1
votes

I am trying to learn C and am reading about valgrind. I have a simple C program, shown below, and when I run valgrind it complains about

Conditional jump or move depends on uninitialised value

by 0x100000F50: main (ex5.c:9)
==4338== Uninitialised value was created by a stack allocation
==4338== at 0x1001F5BF8: __vfprintf (in /usr/lib/system/libsystem_c.dylib)

#include <stdio.h>

/* This is a comment. */
int main(int argc, char *argv[])
{
    int distance = 100;

    // this is also a comment
    printf("You are %d miles away.\n", distance);

    return 0;
}

Where is the error coming from?

3

3 Answers

3
votes

It is common for some implementations of library functions, in order to be most efficient, to skirt some of the rules that valgrind will check.

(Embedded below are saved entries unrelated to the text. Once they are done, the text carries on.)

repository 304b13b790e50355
//! Database connection pool management

mod postgres;

pub use postgres::{create_pool, run_migrations, PoolConfig};

// Re-export PgPool for convenience
pub use sqlx::postgres::PgPool;
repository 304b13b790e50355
//! PostgreSQL implementation of AccountReader

use async_trait::async_trait;
use sqlx::{Postgres, QueryBuilder};
use tracing::instrument;

use account_core::entities::{AccountFilter, AccountInfo, AccountQuery};
use account_core::traits::{AccountReader, RepoResult};

use crate::models::AccountModel;

use super::error::map_db_error;
use super::transaction::TxHandle;

/// PostgreSQL implementation of AccountReader
#[derive(Clone)]
pub struct PgAccountReader {
    tx: TxHandle,
}

impl PgAccountReader {
    pub(crate) fn new(tx: TxHandle) -> Self {
        Self { tx }
    }
}

/// Escape LIKE wildcards so the filter matches literally
pub(crate) fn like_pattern(needle: &str) -> String {
    let mut escaped = String::with_capacity(needle.len() + 2);
    escaped.push('%');
    for ch in needle.chars() {
        if matches!(ch, '%' | '_' | '\\') {
            escaped.push('\\');
        }
        escaped.push(ch);
    }
    escaped.push('%');
    escaped
}

fn select_accounts(filter: &AccountFilter) -> QueryBuilder<'static, Postgres> {
    let mut qb = QueryBuilder::new(
        "SELECT id, first_name, last_name, username, roles, is_active FROM users WHERE TRUE",
    );

    if let Some(user_id) = filter.user_id {
        qb.push(" AND id = ").push_bind(user_id);
    }
    if let Some(role) = filter.role {
        qb.push(" AND ")
            .push_bind(role.as_str())
            .push(" = ANY(roles)");
    }
    if filter.only_active {
        qb.push(" AND is_active");
    }
    if let Some(name) = &filter.name_filter {
        qb.push(" AND (first_name || ' ' || last_name) ILIKE ")
            .push_bind(like_pattern(name))
            .push(r" ESCAPE '\'");
    }

    qb
}

#[async_trait]
impl AccountReader for PgAccountReader {
    #[instrument(skip(self))]
    async fn read_many(&self, query: &AccountQuery) -> RepoResult<Vec<AccountInfo>> {
        let mut qb = select_accounts(&query.filter);
        qb.push(" ORDER BY created_at, id OFFSET ")
            .push_bind(query.offset)
            .push(" LIMIT ")
            .push_bind(query.limit);

        let mut guard = self.tx.lock().await;
        let rows = qb
            .build_query_as::<AccountModel>()
            .fetch_all(guard.conn()?)
            .await
            .map_err(map_db_error)?;

        rows.into_iter().map(AccountInfo::try_from).collect()
    }

    #[instrument(skip(self))]
    async fn read_one(&self, filter: &AccountFilter) -> RepoResult<Option<AccountInfo>> {
        let mut qb = select_accounts(filter);
        qb.push(" ORDER BY created_at, id LIMIT 1");

        let mut guard = self.tx.lock().await;
        let row = qb
            .build_query_as::<AccountModel>()
            .fetch_optional(guard.conn()?)
            .await
            .map_err(map_db_error)?;

        row.map(AccountInfo::try_from).transpose()
    }
}

#[cfg(test)]
mod tests {
    use super::*;
    use account_core::entities::Role;
    use uuid::Uuid;

    #[test]
    fn test_like_pattern_escapes_wildcards() {
        assert_eq!(like_pattern("house"), "%house%");
        assert_eq!(like_pattern("100%_"), r"%100\%\_%");
        assert_eq!(like_pattern(r"a\b"), r"%a\\b%");
    }

    #[test]
    fn test_select_accounts_sql() {
        let filter = AccountFilter::by_id(Uuid::nil())
            .with_role(Role::Doctor)
            .with_name_filter(Some("greg".to_string()));
        let qb = select_accounts(&filter);
        let sql = qb.sql();

        assert!(sql.contains("AND id = $1"));
        assert!(sql.contains("AND $2 = ANY(roles)"));
        assert!(sql.contains("AND is_active"));
        assert!(sql.contains("ILIKE $3"));
    }

    #[test]
    fn test_inactive_accounts_not_filtered_when_requested() {
        let filter = AccountFilter::default().including_inactive();
        let qb = select_accounts(&filter);
        assert!(!qb.sql().contains("AND is_active"));
    }
}
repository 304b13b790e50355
//! Non-storage ports: time, password hashing, credentials and caller identity

use async_trait::async_trait;
use chrono::{DateTime, Duration, Utc};
use uuid::Uuid;

use crate::entities::{Credential, RoleSet, TokenPayload, User};
use crate::error::DomainError;

/// Source of the current UTC time
pub trait Clock: Send + Sync {
    fn now(&self) -> DateTime<Utc>;
}

/// One-way password hashing
pub trait PasswordHasher: Send + Sync {
    /// Hash a plaintext password into an opaque string
    fn hash(&self, password: &str) -> Result<String, DomainError>;

    /// Verify a plaintext password against a stored hash.
    /// A malformed hash verifies as `false`.
    fn verify(&self, password: &str, hash: &str) -> bool;
}

/// Encodes payloads into signed bearer strings and back
pub trait CredentialCodec: Send + Sync {
    /// Sign `payload` with `issued_at = now` and `expires_at = now + ttl`
    fn issue(&self, payload: &TokenPayload, ttl: Duration) -> Result<Credential, DomainError>;

    /// Verify and decode a bearer string.
    ///
    /// Fails with [`DomainError::InvalidToken`] on any structural or
    /// signature problem and [`DomainError::TokenExpired`] once `now >= exp`.
    fn introspect(&self, raw: &str) -> Result<Credential, DomainError>;
}

/// Caller identity resolved from the request's bearer credential
#[async_trait]
pub trait IdentityProvider: Send + Sync {
    async fn current_user_id(&self) -> Result<Uuid, DomainError>;

    async fn current_roles(&self) -> Result<RoleSet, DomainError>;

    /// Stored, active user behind the credential
    async fn current_user(&self) -> Result<User, DomainError>;

    /// Never fails
    async fn is_authenticated(&self) -> bool;
}
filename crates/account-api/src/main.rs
//! Account API server entry point
//!
//! Run with:
//! ```bash
//! cargo run -p account-api
//! ```
//!
//! Configuration is loaded from environment variables (and `.env`).

use account_common::{try_init_tracing_with_config, AppConfig, TracingConfig};
use tracing::{error, info};

#[tokio::main]
async fn main() {
    // Load configuration before tracing so the environment picks the format
    let config = match AppConfig::from_env() {
        Ok(config) => config,
        Err(e) => {
            eprintln!("Failed to load configuration: {e}");
            std::process::exit(1);
        }
    };

    if let Err(e) = try_init_tracing_with_config(&TracingConfig::for_environment(config.app.env)) {
        eprintln!("Warning: Failed to initialize tracing: {e}");
    }

    info!(
        env = ?config.app.env,
        port = config.api.port,
        backend = ?config.storage.backend,
        "Configuration loaded"
    );

    if let Err(e) = account_api::run(config).await {
        error!(error = %e, "Server failed");
        std::process::exit(1);
    }
}
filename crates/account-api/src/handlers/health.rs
//! Health check handlers
//!
//! Endpoints for liveness and readiness probes.

use account_service::dto::{HealthResponse, ReadinessResponse};
use axum::{extract::State, http::StatusCode, Json};
use tracing::warn;

use crate::state::AppState;

/// Basic health check (liveness probe)
///
/// GET /health
#[utoipa::path(
    get,
    path = "/health",
    tag = "Health",
    responses((status = 200, description = "Process is up", body = HealthResponse))
)]
pub async fn health_check(State(state): State<AppState>) -> Json<HealthResponse> {
    Json(HealthResponse::healthy(state.service_context().clock().now()))
}

/// Readiness check with dependency health
///
/// GET /health/ready
#[utoipa::path(
    get,
    path = "/health/ready",
    tag = "Health",
    responses(
        (status = 200, description = "Store reachable", body = ReadinessResponse),
        (status = 503, description = "Store unreachable", body = ReadinessResponse),
    )
)]
pub async fn readiness_check(
    State(state): State<AppState>,
) -> (StatusCode, Json<ReadinessResponse>) {
    let ctx = state.service_context();

    let db_healthy = match ctx.database().ping().await {
        Ok(()) => true,
        Err(e) => {
            warn!(error = %e, "Readiness probe: database unavailable");
            false
        }
    };

    let response = ReadinessResponse::ready(db_healthy, ctx.clock().now());
    let status = if response.is_ready() {
        StatusCode::OK
    } else {
        StatusCode::SERVICE_UNAVAILABLE
    };

    (status, Json(response))
}
//! Refresh session entity <-> model mapper

use account_core::entities::RefreshSession;

use crate::models::RefreshSessionModel;

impl From<RefreshSessionModel> for RefreshSession {
    fn from(model: RefreshSessionModel) -> Self {
        RefreshSession {
            id: model.id,
            user_id: model.user_id,
            refresh_token: model.refresh_token,
            expires_at: model.expires_at,
            created_at: model.created_at,
        }
    }
}
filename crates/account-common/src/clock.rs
//! Clock implementations

use account_core::Clock;
use chrono::{DateTime, Duration, Utc};
use parking_lot::RwLock;

/// Wall-clock time
#[derive(Debug, Clone, Copy, Default)]
pub struct SystemClock;

impl Clock for SystemClock {
    fn now(&self) -> DateTime<Utc> {
        Utc::now()
    }
}

/// Settable clock for tests and simulations
#[derive(Debug)]
pub struct ManualClock {
    now: RwLock<DateTime<Utc>>,
}

impl ManualClock {
    #[must_use]
    pub fn new(start: DateTime<Utc>) -> Self {
        Self {
            now: RwLock::new(start),
        }
    }

    /// Start at the current wall-clock second
    #[must_use]
    pub fn starting_now() -> Self {
        let now = Utc::now();
        let whole_second = DateTime::from_timestamp(now.timestamp(), 0).unwrap_or(now);
        Self::new(whole_second)
    }

    pub fn set(&self, to: DateTime<Utc>) {
        *self.now.write() = to;
    }

    pub fn advance(&self, by: Duration) {
        let mut now = self.now.write();
        *now += by;
    }
}

impl Clock for ManualClock {
    fn now(&self) -> DateTime<Utc> {
        *self.now.read()
    }
}

#[cfg(test)]
mod tests {
    use super::*;

    #[test]
    fn test_manual_clock_advance_and_set() {
        let start = DateTime::from_timestamp(1_700_000_000, 0).unwrap();
        let clock = ManualClock::new(start);
        assert_eq!(clock.now(), start);

        clock.advance(Duration::seconds(90));
        assert_eq!(clock.now(), start + Duration::seconds(90));

        clock.set(start);
        assert_eq!(clock.now(), start);
    }

    #[test]
    fn test_starting_now_is_whole_second() {
        let clock = ManualClock::starting_now();
        assert_eq!(clock.now().timestamp_subsec_nanos(), 0);
    }

    #[test]
    fn test_system_clock_moves_forward() {
        let clock = SystemClock;
        let a = clock.now();
        let b = clock.now();
        assert!(b >= a);
    }
}
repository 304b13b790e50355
//! Application state
//!
//! Holds the shared state for the Axum application including
//! the service context and configuration.

use std::sync::Arc;

use account_common::AppConfig;
use account_service::ServiceContext;

/// Application state shared across all handlers
#[derive(Clone)]
pub struct AppState {
    /// Service context containing all dependencies
    service_context: Arc<ServiceContext>,
    /// Application configuration
    config: Arc<AppConfig>,
}

impl AppState {
    /// Create a new AppState
    pub fn new(service_context: ServiceContext, config: AppConfig) -> Self {
        Self {
            service_context: Arc::new(service_context),
            config: Arc::new(config),
        }
    }

    /// Get the service context
    pub fn service_context(&self) -> &ServiceContext {
        &self.service_context
    }

    /// Get the application configuration
    pub fn config(&self) -> &AppConfig {
        &self.config
    }
}

impl std::fmt::Debug for AppState {
    fn fmt(&self, f: &mut std::fmt::Formatter<'_>) -> std::fmt::Result {
        f.debug_struct("AppState")
            .field("service_context", &self.service_context)
            .field("app", &self.config.app.name)
            .finish()
    }
}
//! Service layer error types
//!
//! Provides a unified error type for all service operations.

use account_common::AppError;
use account_core::DomainError;
use std::fmt;

/// Service layer error type
#[derive(Debug)]
pub enum ServiceError {
    /// Domain rule violation
    Domain(DomainError),

    /// Application error (validation, infrastructure)
    App(AppError),

    /// Validation error
    Validation(String),

    /// Internal error
    Internal(String),
}

impl fmt::Display for ServiceError {
    fn fmt(&self, f: &mut fmt::Formatter<'_>) -> fmt::Result {
        match self {
            Self::Domain(e) => write!(f, "{e}"),
            Self::App(e) => write!(f, "{e}"),
            Self::Validation(msg) => write!(f, "Validation error: {msg}"),
            Self::Internal(msg) => write!(f, "Internal error: {msg}"),
        }
    }
}

impl std::error::Error for ServiceError {
    fn source(&self) -> Option<&(dyn std::error::Error + 'static)> {
        match self {
            Self::Domain(e) => Some(e),
            Self::App(e) => Some(e),
            _ => None,
        }
    }
}

impl ServiceError {
    /// Create a validation error
    pub fn validation(msg: impl Into<String>) -> Self {
        Self::Validation(msg.into())
    }

    /// Borrow the domain error, if this is one
    pub fn as_domain(&self) -> Option<&DomainError> {
        match self {
            Self::Domain(e) | Self::App(AppError::Domain(e)) => Some(e),
            _ => None,
        }
    }

    /// Get the HTTP status code for this error
    pub fn status_code(&self) -> u16 {
        match self {
            Self::Domain(e) => {
                if e.is_authentication() {
                    401
                } else if e.is_authorization() {
                    403
                } else if e.is_not_found() {
                    404
                } else if e.is_conflict() {
                    409
                } else if e.is_gone() {
                    410
                } else if e.is_validation() {
                    400
                } else {
                    500
                }
            }
            Self::App(e) => e.status_code(),
            Self::Validation(_) => 400,
            Self::Internal(_) => 500,
        }
    }

    /// Get the error code for API responses
    pub fn error_code(&self) -> &str {
        match self {
            Self::Domain(e) => e.code(),
            Self::App(e) => e.error_code(),
            Self::Validation(_) => "VALIDATION_ERROR",
            Self::Internal(_) => "INTERNAL_ERROR",
        }
    }
}

impl From<DomainError> for ServiceError {
    fn from(err: DomainError) -> Self {
        Self::Domain(err)
    }
}

impl From<AppError> for ServiceError {
    fn from(err: AppError) -> Self {
        Self::App(err)
    }
}

impl From<ServiceError> for AppError {
    fn from(err: ServiceError) -> Self {
        match err {
            ServiceError::Domain(e) => AppError::Domain(e),
            ServiceError::App(e) => e,
            ServiceError::Validation(msg) => AppError::Validation(msg),
            ServiceError::Internal(msg) => AppError::Internal(anyhow::anyhow!(msg)),
        }
    }
}

/// Result type for service operations
pub type ServiceResult<T> = Result<T, ServiceError>;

Notice that the error is in __vfprintf (in /usr/lib/system/libsystem_c.dylib).

This is not always an issue. If there are no side effects (even libraries can have bugs) I would ignore it.

Valgrind often suppresses innocuous library warnings; upgrading might include this one.

2
votes

I don't see any issue in this code. It's fine. Check for the integrity of installed valgrind itself. At times, valgrind may issue warnings (false positives, as we say), from the code in liked libraries, which are not part of your code and mostly out of your control and beyond your concern.

Try checking the code with some other (updated) version of valgrind.

BTW, if you don't plan to use command-line argument, you can reduce main() to

int main(void)
{  ....
0
votes

Your code tested with valgrind 3.10 does not complain about anything. In many cases valgrind upgrade will solve the problem (via package manager or if not available then building yourself should be easy too). I built the code using gcc 4.9.4.